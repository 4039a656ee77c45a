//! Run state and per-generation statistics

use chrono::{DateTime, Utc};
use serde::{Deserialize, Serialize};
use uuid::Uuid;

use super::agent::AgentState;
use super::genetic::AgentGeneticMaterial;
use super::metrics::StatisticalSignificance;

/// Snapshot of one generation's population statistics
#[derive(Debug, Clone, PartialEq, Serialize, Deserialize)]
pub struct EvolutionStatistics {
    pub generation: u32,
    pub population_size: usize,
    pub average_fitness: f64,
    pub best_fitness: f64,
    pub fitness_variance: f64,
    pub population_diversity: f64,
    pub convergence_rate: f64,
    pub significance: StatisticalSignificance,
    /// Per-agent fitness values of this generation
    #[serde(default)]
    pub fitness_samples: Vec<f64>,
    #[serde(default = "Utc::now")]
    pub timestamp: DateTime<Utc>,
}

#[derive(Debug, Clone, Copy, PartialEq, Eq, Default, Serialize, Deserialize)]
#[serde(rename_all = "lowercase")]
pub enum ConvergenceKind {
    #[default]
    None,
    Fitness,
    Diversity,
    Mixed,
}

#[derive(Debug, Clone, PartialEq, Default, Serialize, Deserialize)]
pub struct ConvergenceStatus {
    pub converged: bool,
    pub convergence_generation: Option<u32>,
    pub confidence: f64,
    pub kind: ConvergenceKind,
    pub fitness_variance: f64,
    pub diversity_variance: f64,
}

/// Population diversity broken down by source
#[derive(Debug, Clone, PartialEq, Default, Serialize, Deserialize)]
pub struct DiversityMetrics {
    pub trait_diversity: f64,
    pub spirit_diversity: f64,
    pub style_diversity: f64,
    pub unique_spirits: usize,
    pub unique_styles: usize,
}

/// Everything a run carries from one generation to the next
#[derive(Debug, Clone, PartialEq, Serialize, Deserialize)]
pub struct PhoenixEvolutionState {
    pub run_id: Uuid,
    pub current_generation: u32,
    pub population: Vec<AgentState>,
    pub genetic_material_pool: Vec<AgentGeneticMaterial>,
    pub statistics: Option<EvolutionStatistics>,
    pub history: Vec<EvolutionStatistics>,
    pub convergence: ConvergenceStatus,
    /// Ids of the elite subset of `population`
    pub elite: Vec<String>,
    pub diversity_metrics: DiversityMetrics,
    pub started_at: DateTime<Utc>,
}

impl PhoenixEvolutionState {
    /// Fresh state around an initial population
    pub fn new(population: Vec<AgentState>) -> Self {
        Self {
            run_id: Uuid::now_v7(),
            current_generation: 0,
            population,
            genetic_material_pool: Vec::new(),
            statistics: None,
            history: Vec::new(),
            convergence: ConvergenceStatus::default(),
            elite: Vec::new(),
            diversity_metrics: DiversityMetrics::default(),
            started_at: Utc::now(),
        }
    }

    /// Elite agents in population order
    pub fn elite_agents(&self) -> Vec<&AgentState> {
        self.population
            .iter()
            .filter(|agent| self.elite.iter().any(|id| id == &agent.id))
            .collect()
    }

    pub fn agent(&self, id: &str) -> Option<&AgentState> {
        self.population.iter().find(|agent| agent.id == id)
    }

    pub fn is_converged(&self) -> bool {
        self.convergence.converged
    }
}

· · · · · · ·

Lines with "StatisticalSignificance" in the records above: copy every one of them.

use super::metrics::StatisticalSignificance;
    pub significance: StatisticalSignificance,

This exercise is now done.